(Data records)
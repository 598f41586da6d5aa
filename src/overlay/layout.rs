use super::{Alignment, FontMetrics, MARGIN, OverlayOptions, ROW_PITCH, StyleTier};
use crate::format::DisplayLines;

#[derive(Debug, Clone, Copy, PartialEq, Eq, Hash)]
pub enum LineKind {
    Model,
    Place,
    Settings,
}

impl LineKind {
    pub fn tier(self) -> StyleTier {
        match self {
            Self::Model => StyleTier::BoldLarge,
            Self::Place => StyleTier::Medium,
            Self::Settings => StyleTier::RegularSmall,
        }
    }
}

/// One line of text with its top-left pixel position.
#[derive(Debug, Clone, PartialEq, Eq)]
pub struct PlacedLine {
    pub kind: LineKind,
    pub text: String,
    pub tier: StyleTier,
    pub x: i32,
    pub y: i32,
}

/// Rows above the bottom edge for a line. Without a place line the model
/// line drops into its row instead of leaving a gap.
pub fn row_multiplier(kind: LineKind, place_enabled: bool) -> u32 {
    match kind {
        LineKind::Model if place_enabled => 4,
        LineKind::Model => 3,
        LineKind::Place => 3,
        LineKind::Settings => 2,
    }
}

/// Position the enabled lines on an image of the given size.
///
/// A line is enabled when its toggle is on; the place line additionally
/// needs text. Disabled lines are left out of the result.
pub fn layout<M: FontMetrics + ?Sized>(
    dimensions: (u32, u32),
    lines: &DisplayLines,
    options: &OverlayOptions,
    metrics: &M,
) -> Vec<PlacedLine> {
    let (width, height) = dimensions;

    let place = lines.place.as_deref().filter(|_| options.show_location);
    let candidates = [
        (LineKind::Model, options.show_model.then_some(lines.model.as_str())),
        (LineKind::Place, place),
        (LineKind::Settings, options.show_settings.then_some(lines.settings.as_str())),
    ];
    let place_enabled = place.is_some();

    candidates
        .into_iter()
        .filter_map(|(kind, text)| {
            let text = text?;
            let tier = kind.tier();
            let rows = row_multiplier(kind, place_enabled);
            let y = height as i32 - (rows * ROW_PITCH) as i32;
            let x = match options.alignment {
                Alignment::Left => MARGIN as i32,
                Alignment::Right => {
                    width as i32 - metrics.measure(text, tier) as i32 - MARGIN as i32
                }
            };
            Some(PlacedLine {
                kind,
                text: text.to_string(),
                tier,
                x,
                y,
            })
        })
        .collect()
}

* **About this exercise**:
Reply with nothing but the number of lines in the entries above that hold the string "Settings".

* **Written response**:
4